_DATA PROVIDED_.
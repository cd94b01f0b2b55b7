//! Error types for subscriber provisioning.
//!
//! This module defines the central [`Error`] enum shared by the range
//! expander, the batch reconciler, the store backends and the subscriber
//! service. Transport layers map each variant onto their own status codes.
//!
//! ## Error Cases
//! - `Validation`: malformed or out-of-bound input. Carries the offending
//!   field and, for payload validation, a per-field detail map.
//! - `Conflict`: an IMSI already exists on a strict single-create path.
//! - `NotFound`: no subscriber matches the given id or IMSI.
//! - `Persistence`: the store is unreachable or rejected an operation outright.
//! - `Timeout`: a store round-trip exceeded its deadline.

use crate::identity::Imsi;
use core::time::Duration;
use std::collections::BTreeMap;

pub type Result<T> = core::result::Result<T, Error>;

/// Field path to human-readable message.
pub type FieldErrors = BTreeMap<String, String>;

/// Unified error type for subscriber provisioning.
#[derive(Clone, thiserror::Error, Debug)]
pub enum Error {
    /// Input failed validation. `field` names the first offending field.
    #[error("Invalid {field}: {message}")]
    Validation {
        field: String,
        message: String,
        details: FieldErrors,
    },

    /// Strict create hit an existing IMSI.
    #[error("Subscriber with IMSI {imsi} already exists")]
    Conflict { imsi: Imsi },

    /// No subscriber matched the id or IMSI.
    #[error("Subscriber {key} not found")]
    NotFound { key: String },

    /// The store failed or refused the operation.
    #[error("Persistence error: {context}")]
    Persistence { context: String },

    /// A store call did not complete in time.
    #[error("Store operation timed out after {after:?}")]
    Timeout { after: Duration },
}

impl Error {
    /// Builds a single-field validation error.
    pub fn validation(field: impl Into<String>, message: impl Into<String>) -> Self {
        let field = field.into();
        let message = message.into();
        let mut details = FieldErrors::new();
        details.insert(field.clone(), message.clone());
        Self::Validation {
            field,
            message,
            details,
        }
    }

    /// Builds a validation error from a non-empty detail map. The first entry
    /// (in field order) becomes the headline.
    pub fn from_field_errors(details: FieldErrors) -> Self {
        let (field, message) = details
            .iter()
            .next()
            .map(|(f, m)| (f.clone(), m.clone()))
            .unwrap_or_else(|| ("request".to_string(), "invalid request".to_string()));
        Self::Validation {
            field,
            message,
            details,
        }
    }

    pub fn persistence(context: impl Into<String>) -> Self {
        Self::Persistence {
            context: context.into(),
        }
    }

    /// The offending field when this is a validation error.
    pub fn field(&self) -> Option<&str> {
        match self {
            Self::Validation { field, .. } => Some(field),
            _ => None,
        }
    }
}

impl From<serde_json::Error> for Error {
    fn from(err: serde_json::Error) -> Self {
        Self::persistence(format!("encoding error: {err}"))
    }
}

--

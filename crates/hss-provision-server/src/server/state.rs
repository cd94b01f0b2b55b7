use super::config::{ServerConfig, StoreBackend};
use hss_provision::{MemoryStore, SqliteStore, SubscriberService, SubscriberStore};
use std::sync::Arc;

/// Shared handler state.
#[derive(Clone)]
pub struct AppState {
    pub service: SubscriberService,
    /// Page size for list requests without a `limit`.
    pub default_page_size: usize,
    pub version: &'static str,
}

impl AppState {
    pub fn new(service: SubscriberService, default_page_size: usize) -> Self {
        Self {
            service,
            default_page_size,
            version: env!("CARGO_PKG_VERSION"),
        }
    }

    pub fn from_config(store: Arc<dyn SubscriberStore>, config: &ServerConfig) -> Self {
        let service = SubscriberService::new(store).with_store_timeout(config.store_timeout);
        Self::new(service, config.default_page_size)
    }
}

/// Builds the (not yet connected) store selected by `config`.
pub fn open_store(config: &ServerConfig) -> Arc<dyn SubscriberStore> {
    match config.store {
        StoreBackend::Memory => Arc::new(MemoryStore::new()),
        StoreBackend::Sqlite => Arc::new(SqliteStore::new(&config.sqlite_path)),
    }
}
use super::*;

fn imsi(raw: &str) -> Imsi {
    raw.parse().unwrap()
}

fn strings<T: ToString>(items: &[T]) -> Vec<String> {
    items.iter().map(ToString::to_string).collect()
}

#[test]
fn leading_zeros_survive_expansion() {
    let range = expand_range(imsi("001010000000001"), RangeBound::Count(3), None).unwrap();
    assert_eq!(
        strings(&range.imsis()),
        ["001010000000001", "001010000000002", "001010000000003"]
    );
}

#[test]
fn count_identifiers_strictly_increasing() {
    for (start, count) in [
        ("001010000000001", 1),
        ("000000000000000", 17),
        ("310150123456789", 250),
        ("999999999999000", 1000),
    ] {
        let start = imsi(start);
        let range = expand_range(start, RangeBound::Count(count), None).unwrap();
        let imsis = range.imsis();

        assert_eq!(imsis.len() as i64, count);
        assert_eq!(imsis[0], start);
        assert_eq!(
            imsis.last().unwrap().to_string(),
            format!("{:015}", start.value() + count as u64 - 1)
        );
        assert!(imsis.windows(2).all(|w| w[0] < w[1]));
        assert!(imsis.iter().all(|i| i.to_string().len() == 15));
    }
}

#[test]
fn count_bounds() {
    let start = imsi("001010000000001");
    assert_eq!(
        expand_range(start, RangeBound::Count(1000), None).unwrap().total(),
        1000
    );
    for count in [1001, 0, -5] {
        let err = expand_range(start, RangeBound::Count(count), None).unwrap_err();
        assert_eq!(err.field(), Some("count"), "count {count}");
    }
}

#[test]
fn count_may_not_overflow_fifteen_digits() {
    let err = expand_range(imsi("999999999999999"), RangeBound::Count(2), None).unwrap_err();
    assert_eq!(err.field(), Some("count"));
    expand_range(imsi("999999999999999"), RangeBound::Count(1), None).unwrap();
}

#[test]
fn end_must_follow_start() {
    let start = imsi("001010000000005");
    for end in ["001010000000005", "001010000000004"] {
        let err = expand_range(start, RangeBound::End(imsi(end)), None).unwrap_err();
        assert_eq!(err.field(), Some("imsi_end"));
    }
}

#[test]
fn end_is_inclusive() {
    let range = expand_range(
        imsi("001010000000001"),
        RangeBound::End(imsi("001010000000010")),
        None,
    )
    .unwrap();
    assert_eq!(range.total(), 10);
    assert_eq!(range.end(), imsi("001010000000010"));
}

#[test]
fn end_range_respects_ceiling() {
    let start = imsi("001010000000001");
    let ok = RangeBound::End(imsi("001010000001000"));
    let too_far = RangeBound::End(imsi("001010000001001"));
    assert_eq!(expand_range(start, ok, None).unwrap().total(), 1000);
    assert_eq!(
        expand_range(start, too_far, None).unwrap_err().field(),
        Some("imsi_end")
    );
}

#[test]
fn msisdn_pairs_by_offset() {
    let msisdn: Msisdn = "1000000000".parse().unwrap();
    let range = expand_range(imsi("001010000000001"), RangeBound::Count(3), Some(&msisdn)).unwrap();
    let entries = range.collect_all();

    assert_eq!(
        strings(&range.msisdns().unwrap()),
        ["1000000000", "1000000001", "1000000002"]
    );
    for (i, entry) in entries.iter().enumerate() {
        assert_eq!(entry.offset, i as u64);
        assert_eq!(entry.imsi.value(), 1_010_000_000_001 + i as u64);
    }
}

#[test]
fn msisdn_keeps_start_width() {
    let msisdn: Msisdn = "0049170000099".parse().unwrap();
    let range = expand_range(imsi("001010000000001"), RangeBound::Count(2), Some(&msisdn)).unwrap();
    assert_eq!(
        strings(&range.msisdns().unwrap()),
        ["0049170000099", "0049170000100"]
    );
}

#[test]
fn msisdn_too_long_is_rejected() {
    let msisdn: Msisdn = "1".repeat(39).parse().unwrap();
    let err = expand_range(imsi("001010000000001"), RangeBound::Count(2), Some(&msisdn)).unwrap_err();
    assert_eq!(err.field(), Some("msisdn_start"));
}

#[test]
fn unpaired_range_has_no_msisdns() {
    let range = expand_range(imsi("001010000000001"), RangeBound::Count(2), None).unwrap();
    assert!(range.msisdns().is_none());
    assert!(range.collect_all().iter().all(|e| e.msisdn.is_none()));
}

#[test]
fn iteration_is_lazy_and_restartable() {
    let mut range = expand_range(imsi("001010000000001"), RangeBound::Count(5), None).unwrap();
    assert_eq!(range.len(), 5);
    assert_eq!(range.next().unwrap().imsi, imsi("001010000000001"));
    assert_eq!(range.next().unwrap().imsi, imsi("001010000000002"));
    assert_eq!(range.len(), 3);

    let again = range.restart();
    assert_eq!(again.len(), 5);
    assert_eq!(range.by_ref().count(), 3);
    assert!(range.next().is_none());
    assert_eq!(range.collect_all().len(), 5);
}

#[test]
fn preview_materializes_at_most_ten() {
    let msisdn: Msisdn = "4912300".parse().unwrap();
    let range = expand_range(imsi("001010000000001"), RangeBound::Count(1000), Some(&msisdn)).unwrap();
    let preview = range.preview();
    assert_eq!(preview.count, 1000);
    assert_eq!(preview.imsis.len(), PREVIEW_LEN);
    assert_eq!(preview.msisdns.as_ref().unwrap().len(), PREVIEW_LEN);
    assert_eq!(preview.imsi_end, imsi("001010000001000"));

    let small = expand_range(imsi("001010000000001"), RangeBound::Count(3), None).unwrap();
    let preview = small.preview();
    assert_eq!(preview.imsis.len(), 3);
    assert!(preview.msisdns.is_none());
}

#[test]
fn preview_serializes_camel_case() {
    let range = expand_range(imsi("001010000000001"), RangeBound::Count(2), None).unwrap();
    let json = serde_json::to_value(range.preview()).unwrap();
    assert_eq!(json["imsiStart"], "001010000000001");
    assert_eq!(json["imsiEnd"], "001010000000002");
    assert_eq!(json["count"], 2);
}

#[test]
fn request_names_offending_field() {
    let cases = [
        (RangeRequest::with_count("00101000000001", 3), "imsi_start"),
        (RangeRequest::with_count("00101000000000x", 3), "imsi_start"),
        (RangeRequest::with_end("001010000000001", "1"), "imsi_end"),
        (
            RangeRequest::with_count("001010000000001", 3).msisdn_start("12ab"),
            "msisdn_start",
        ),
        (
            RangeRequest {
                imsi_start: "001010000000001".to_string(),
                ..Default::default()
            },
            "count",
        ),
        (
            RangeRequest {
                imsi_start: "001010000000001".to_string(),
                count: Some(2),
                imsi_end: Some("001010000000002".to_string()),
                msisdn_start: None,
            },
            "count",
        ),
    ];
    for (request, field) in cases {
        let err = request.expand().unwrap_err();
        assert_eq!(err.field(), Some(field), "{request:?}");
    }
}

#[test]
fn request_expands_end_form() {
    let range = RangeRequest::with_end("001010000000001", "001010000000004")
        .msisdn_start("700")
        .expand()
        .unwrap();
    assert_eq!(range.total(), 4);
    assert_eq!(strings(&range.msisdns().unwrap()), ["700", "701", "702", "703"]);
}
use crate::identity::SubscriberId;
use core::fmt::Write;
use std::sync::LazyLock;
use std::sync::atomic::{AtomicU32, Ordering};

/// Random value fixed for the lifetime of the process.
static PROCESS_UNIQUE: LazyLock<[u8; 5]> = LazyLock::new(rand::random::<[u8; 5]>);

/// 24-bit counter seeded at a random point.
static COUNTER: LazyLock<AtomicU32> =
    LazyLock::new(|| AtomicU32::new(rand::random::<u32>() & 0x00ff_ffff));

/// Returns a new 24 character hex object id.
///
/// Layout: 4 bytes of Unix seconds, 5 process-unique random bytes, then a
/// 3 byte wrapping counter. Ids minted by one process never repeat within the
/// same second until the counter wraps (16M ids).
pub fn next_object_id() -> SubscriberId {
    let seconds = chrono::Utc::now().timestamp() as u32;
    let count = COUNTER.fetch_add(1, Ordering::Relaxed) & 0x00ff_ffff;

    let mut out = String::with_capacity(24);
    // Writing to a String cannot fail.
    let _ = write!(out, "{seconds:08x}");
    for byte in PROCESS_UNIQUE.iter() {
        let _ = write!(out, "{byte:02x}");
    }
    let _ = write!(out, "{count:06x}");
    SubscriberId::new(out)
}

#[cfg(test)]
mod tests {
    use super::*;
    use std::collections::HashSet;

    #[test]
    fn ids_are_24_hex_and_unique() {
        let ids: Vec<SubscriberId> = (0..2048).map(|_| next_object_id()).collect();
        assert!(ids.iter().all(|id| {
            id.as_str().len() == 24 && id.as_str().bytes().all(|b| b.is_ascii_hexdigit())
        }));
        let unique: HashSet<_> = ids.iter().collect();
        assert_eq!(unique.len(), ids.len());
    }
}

_DIRECTIONS FOR THIS TASK_. All lines of the entries above where "create" turns up should be reported.

_TASK SOLUTION_.
//! - `Conflict`: an IMSI already exists on a strict single-create path.
    /// Strict create hit an existing IMSI.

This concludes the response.